歌いながら書道を披露する友近890(やっくん)さん(左)とパフォーマンスを見つめる利用者ら=佐賀市の宅老所「ひだかの里」

 歌いながら揮毫(きごう)し聞く人に元気を届ける書道家シンガーソングライター友近890(やっくん)=本名・友近泰道=さん(39)が22日、佐賀市東与賀町の宅老所「ひがたの里」でライブを開いた。施設利用者と近くの住民ら約20人が友近さんのパフォーマンスに見入った。

 友近さんはユーモアあふれるトークを交え、カバーのメドレーなど5曲を歌った。最後はオリジナルの「こころの中に響けこの歌」を歌いながら揮毫する技を披露した。最初に「こころ」と書いた後で書き足して「響」の文字が完成、利用者らは感心しきりだった。

 利用者の90代女性は「青い山脈など知っている曲もあり、楽しかった」と笑みをこぼした。
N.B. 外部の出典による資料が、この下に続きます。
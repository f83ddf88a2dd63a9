//! Command implementations for stretch-coach.
//!
//! Every command returns the text to print; interactive commands return an
//! empty string once the terminal is restored.

mod session;
mod settings;

pub use session::{session, tui};
pub use settings::settings;

use std::path::PathBuf;

use clap::CommandFactory;
use clap_complete::Shell;

use crate::cli::args::{Cli, OutputFormat};
use crate::cli::Context;
use crate::error::CoachError;
use crate::exercises::RULES;
use crate::features::progress::{
    export_file_name, mini_heatmap, month_calendar, summary, write_export,
};
use crate::features::session::plan as plan_segments;
use crate::output::{format_exercises, format_home, format_plan, format_progress, format_rules, to_json};

/// Execute home command
///
/// # Errors
///
/// Returns an error if output formatting fails.
pub fn home(ctx: &Context) -> Result<String, CoachError> {
    let heatmap = mini_heatmap(&ctx.store.logs().sessions, Context::today());
    format_home(
        &ctx.translator,
        &heatmap,
        ctx.store.config().reminder_time,
        ctx.format,
    )
}

/// Execute plan command
///
/// # Errors
///
/// Returns an error if the exercise catalog is not ready or output
/// formatting fails.
pub fn plan(ctx: &Context) -> Result<String, CoachError> {
    let exercises = ctx.catalog.exercises()?;
    let segments = plan_segments(exercises, ctx.store.config());
    format_plan(&ctx.translator, &segments, exercises, ctx.format)
}

/// Execute exercises command
///
/// # Errors
///
/// Returns an error if the exercise catalog is not ready or output
/// formatting fails.
pub fn exercises(ctx: &Context) -> Result<String, CoachError> {
    format_exercises(&ctx.translator, ctx.catalog.exercises()?, ctx.format)
}

/// Execute progress command
///
/// # Errors
///
/// Returns an error if output formatting fails.
pub fn progress(ctx: &Context) -> Result<String, CoachError> {
    let sessions = &ctx.store.logs().sessions;
    let today = Context::today();
    format_progress(
        &ctx.translator,
        summary(sessions, today).as_ref(),
        &month_calendar(sessions, today),
        ctx.format,
    )
}

/// Execute export command
///
/// # Errors
///
/// Returns an error if the file cannot be written.
pub fn export(ctx: &Context, out: Option<PathBuf>) -> Result<String, CoachError> {
    let path =
        out.unwrap_or_else(|| ctx.paths.exports.join(export_file_name(Context::today())));
    let written = write_export(&ctx.store, &path)?;
    let shown = written.display().to_string();

    match ctx.format {
        OutputFormat::Pretty => Ok(ctx
            .translator
            .t_with("progress.exported", &[("path", shown.as_str())])),
        OutputFormat::Json => to_json(&serde_json::json!({ "path": shown })),
    }
}

/// Execute rules command
///
/// # Errors
///
/// Returns an error if output formatting fails.
pub fn rules(ctx: &Context) -> Result<String, CoachError> {
    format_rules(&RULES, ctx.format)
}

/// Generate a shell completion script.
///
/// # Errors
///
/// Returns an error if the script is not valid UTF-8.
pub fn completions(shell: Shell) -> Result<String, CoachError> {
    let mut cmd = Cli::command();
    let mut buf = Vec::new();
    clap_complete::generate(shell, &mut cmd, "stretch-coach", &mut buf);
    String::from_utf8(buf).map_err(|e| CoachError::Config(format!("UTF-8 error: {e}")))
}
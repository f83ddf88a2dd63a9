//! Writing the history to a JSON file.

use std::path::{Path, PathBuf};

use chrono::NaiveDate;
use tracing::info;

use crate::core::date_key;
use crate::error::CoachError;
use crate::state::StateStore;

/// Default export file name for `date`.
#[must_use]
pub fn export_file_name(date: NaiveDate) -> String {
    format!("suzuki-stretch-logs-{}.json", date_key(date))
}

/// Write the current logs as pretty JSON to `path`, creating parent
/// directories as needed.
///
/// # Errors
///
/// Returns an error if serialization or the write fails.
pub fn write_export(store: &StateStore, path: &Path) -> Result<PathBuf, CoachError> {
    let json = store.export_logs()?;
    if let Some(parent) = path.parent().filter(|p| !p.as_os_str().is_empty()) {
        std::fs::create_dir_all(parent)?;
    }
    std::fs::write(path, json)?;
    info!(path = %path.display(), "logs exported");
    Ok(path.to_path_buf())
}

#[cfg(test)]
mod tests {
    use super::*;
    use crate::state::BackOffLog;
    use crate::storage::Database;
    use chrono::Utc;
    use tempfile::TempDir;

    #[test]
    fn test_export_file_name() {
        let date = NaiveDate::from_ymd_opt(2024, 5, 1).unwrap();
        assert_eq!(export_file_name(date), "suzuki-stretch-logs-2024-05-01.json");
    }

    #[test]
    fn test_write_export_contains_logs_only() {
        let temp_dir = TempDir::new().unwrap();
        let mut store = StateStore::load(Database::open_in_memory().unwrap()).unwrap();
        store
            .update(|s| {
                s.logs.back_off.push(BackOffLog {
                    exercise_id: 3,
                    timestamp: Utc::now(),
                });
            })
            .unwrap();

        let path = temp_dir.path().join("nested").join("out.json");
        write_export(&store, &path).unwrap();

        let value: serde_json::Value =
            serde_json::from_str(&std::fs::read_to_string(&path).unwrap()).unwrap();
        assert_eq!(value["backOff"][0]["exerciseId"], 3);
        assert!(value["sessions"].as_array().unwrap().is_empty());
        assert!(value.get("lang").is_none());
    }
}
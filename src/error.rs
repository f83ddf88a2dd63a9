//! Error types for stretch-coach.

use thiserror::Error;

/// Errors produced by the coach library.
#[derive(Debug, Error)]
pub enum CoachError {
    /// Configuration could not be read, parsed, or written.
    #[error("configuration error: {0}")]
    Config(String),

    /// The `SQLite` state database failed.
    #[error("database error: {0}")]
    Database(String),

    /// A requested item does not exist.
    #[error("not found: {0}")]
    NotFound(String),

    /// The exercise catalog has not been loaded successfully.
    #[error("exercise data is not ready: {0}")]
    NotReady(String),

    /// A user-supplied value was rejected.
    #[error("invalid argument: {0}")]
    InvalidArgument(String),

    /// JSON (de)serialization failed.
    #[error("parse error: {0}")]
    Parse(#[from] serde_json::Error),

    /// Filesystem I/O failed.
    #[error("i/o error: {0}")]
    Io(#[from] std::io::Error),

    /// The terminal front-end failed.
    #[error("terminal error: {0}")]
    Terminal(String),
}

impl From<rusqlite::Error> for CoachError {
    fn from(e: rusqlite::Error) -> Self {
        Self::Database(e.to_string())
    }
}

#[cfg(test)]
mod tests {
    use super::*;

    #[test]
    fn test_error_display() {
        let err = CoachError::NotReady("still loading".to_string());
        assert_eq!(err.to_string(), "exercise data is not ready: still loading");
    }

    #[test]
    fn test_from_serde_json() {
        let parse = serde_json::from_str::<u32>("nope").unwrap_err();
        let err: CoachError = parse.into();
        assert!(matches!(err, CoachError::Parse(_)));
    }
}
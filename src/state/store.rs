//! The state store: durable preferences and history with synchronous
//! change notification.
//!
//! Every [`StateStore::update`] is a read-modify-write-notify sequence: the
//! mutator edits a copy, the copy is persisted, and only then does it replace
//! the in-memory state and reach subscribers. A failed write leaves the
//! current state untouched.

use tracing::{debug, warn};

use super::model::{AppState, Configuration, Logs};
use crate::error::CoachError;
use crate::storage::Database;

/// Key of the versioned state record.
pub const STATE_KEY: &str = "ssc-state-v1";

/// Handle returned by [`StateStore::subscribe`].
#[derive(Debug, Clone, Copy, PartialEq, Eq, Hash)]
pub struct SubscriptionId(u64);

type Listener = Box<dyn FnMut(&AppState)>;

/// Persistent application state.
pub struct StateStore {
    db: Database,
    state: AppState,
    listeners: Vec<(SubscriptionId, Listener)>,
    next_id: u64,
    recovered: bool,
}

impl StateStore {
    /// Load the persisted record from `db`.
    ///
    /// A missing record yields the defaults. A record that fails to parse is
    /// logged and replaced by the defaults; it is overwritten on the next
    /// update.
    ///
    /// # Errors
    ///
    /// Returns an error only if the database itself cannot be read.
    pub fn load(db: Database) -> Result<Self, CoachError> {
        let (state, recovered) = match db.get(STATE_KEY)? {
            None => (AppState::default(), false),
            Some(raw) => match serde_json::from_str::<AppState>(&raw) {
                Ok(state) => (state, false),
                Err(e) => {
                    warn!(error = %e, "persisted state is corrupt, falling back to defaults");
                    (AppState::default(), true)
                }
            },
        };

        debug!(
            sessions = state.logs.sessions.len(),
            back_off = state.logs.back_off.len(),
            "state loaded"
        );

        Ok(Self {
            db,
            state,
            listeners: Vec::new(),
            next_id: 0,
            recovered,
        })
    }

    /// Current state.
    #[must_use]
    pub const fn state(&self) -> &AppState {
        &self.state
    }

    /// Current configuration.
    #[must_use]
    pub const fn config(&self) -> &Configuration {
        &self.state.config
    }

    /// Current logs.
    #[must_use]
    pub const fn logs(&self) -> &Logs {
        &self.state.logs
    }

    /// Whether loading discarded a corrupt record.
    #[must_use]
    pub const fn recovered_from_corruption(&self) -> bool {
        self.recovered
    }

    /// Apply `mutator` to a copy of the state, persist it, and notify.
    ///
    /// # Errors
    ///
    /// Returns an error if serialization or the database write fails; the
    /// in-memory state is unchanged in that case.
    pub fn update<F>(&mut self, mutator: F) -> Result<(), CoachError>
    where
        F: FnOnce(&mut AppState),
    {
        let mut draft = self.state.clone();
        mutator(&mut draft);
        self.commit(draft)
    }

    /// Replace everything with the defaults, keeping the display language.
    ///
    /// # Errors
    ///
    /// Returns an error if the write fails.
    pub fn reset_all(&mut self) -> Result<(), CoachError> {
        let mut fresh = AppState::default();
        fresh.config.lang = self.state.config.lang;
        self.commit(fresh)
    }

    /// Register a listener invoked after every successful update.
    pub fn subscribe<F>(&mut self, listener: F) -> SubscriptionId
    where
        F: FnMut(&AppState) + 'static,
    {
        let id = SubscriptionId(self.next_id);
        self.next_id += 1;
        self.listeners.push((id, Box::new(listener)));
        id
    }

    /// Remove a listener. Returns whether it was registered.
    pub fn unsubscribe(&mut self, id: SubscriptionId) -> bool {
        let before = self.listeners.len();
        self.listeners.retain(|(existing, _)| *existing != id);
        self.listeners.len() != before
    }

    /// The `logs` object as pretty-printed JSON, as offered for download.
    ///
    /// # Errors
    ///
    /// Returns an error if serialization fails.
    pub fn export_logs(&self) -> Result<String, CoachError> {
        Ok(serde_json::to_string_pretty(&self.state.logs)?)
    }

    fn commit(&mut self, next: AppState) -> Result<(), CoachError> {
        let raw = serde_json::to_string(&next)?;
        self.db.put(STATE_KEY, &raw)?;
        self.state = next;
        self.recovered = false;

        for (_, listener) in &mut self.listeners {
            listener(&self.state);
        }
        Ok(())
    }
}
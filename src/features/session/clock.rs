//! Countdown for a single segment.
//!
//! Elapsed time is always derived from a captured start instant, so pausing
//! and resuming never drifts. While running, the clock holds a pending tick
//! deadline; stopping clears it and any poll arriving afterwards is ignored.

use std::time::{Duration, Instant};

/// Slack below the segment length at which a segment counts as complete.
pub const COMPLETION_EPSILON: Duration = Duration::from_millis(10);

/// Upper bound on the poll interval.
pub const MAX_POLL_INTERVAL: Duration = Duration::from_millis(50);

/// Result of polling the clock.
#[derive(Debug, Clone, Copy, PartialEq, Eq)]
pub enum Tick {
    /// No tick was pending; the poll was ignored.
    Idle,
    /// Still counting down.
    Running,
    /// The segment just finished; the clock has stopped.
    SegmentComplete,
}

/// Countdown engine for the current segment.
#[derive(Debug, Clone)]
pub struct SessionClock {
    duration: Duration,
    elapsed: Duration,
    started_at: Option<Instant>,
    pending: Option<Instant>,
    poll_interval: Duration,
}

impl SessionClock {
    /// A stopped clock for a segment of `duration`.
    #[must_use]
    pub fn new(duration: Duration, poll_interval: Duration) -> Self {
        Self {
            duration,
            elapsed: Duration::ZERO,
            started_at: None,
            pending: None,
            poll_interval: poll_interval.min(MAX_POLL_INTERVAL),
        }
    }

    /// Start or resume counting. Does nothing if already running.
    pub fn start(&mut self, now: Instant) {
        if self.is_running() {
            return;
        }
        self.started_at = Some(now.checked_sub(self.elapsed).unwrap_or(now));
        self.pending = Some(now + self.poll_interval);
    }

    /// Freeze elapsed time and stop polling.
    pub fn pause(&mut self, now: Instant) {
        if self.is_running() {
            self.elapsed = self.elapsed_at(now);
        }
        self.stop();
    }

    /// Stop polling without sampling the time again.
    pub fn stop(&mut self) {
        self.started_at = None;
        self.pending = None;
    }

    /// Begin a new segment of `duration` from zero, keeping the running state.
    pub fn restart(&mut self, duration: Duration, now: Instant) {
        let was_running = self.is_running();
        self.stop();
        self.duration = duration;
        self.elapsed = Duration::ZERO;
        if was_running {
            self.start(now);
        }
    }

    /// Handle a poll at `now`.
    pub fn poll(&mut self, now: Instant) -> Tick {
        if self.pending.is_none() {
            return Tick::Idle;
        }

        self.elapsed = self.elapsed_at(now);
        if self.elapsed + COMPLETION_EPSILON >= self.duration {
            self.elapsed = self.duration;
            self.stop();
            return Tick::SegmentComplete;
        }

        self.pending = Some(now + self.poll_interval);
        Tick::Running
    }

    /// Elapsed time at `now`, clamped to the segment length.
    #[must_use]
    pub fn elapsed_at(&self, now: Instant) -> Duration {
        self.started_at.map_or(self.elapsed, |start| {
            now.saturating_duration_since(start).min(self.duration)
        })
    }

    /// Elapsed time as of the last poll or pause.
    #[must_use]
    pub const fn elapsed(&self) -> Duration {
        self.elapsed
    }

    /// Current segment length.
    #[must_use]
    pub const fn duration(&self) -> Duration {
        self.duration
    }

    /// Whether the clock is counting.
    #[must_use]
    pub const fn is_running(&self) -> bool {
        self.started_at.is_some()
    }

    /// When the next poll is due, if one is pending.
    #[must_use]
    pub const fn next_deadline(&self) -> Option<Instant> {
        self.pending
    }

    /// Interval between polls.
    #[must_use]
    pub const fn poll_interval(&self) -> Duration {
        self.poll_interval
    }
}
友人と訪れたという唐津市の女性は「書道をしながら歌うパフォーマンスは初めて見た。面白い話もあり、笑わせられた」と満喫した様子だった。

 友近さんは「皆さんが元気で長生きしてほしいという思いで歌った」と語った。2012年から日本各地の高齢者や障害者の施設、学校などを訪問し、現在7回目の日本一周ツアー中。県内では計4施設を訪れる予定。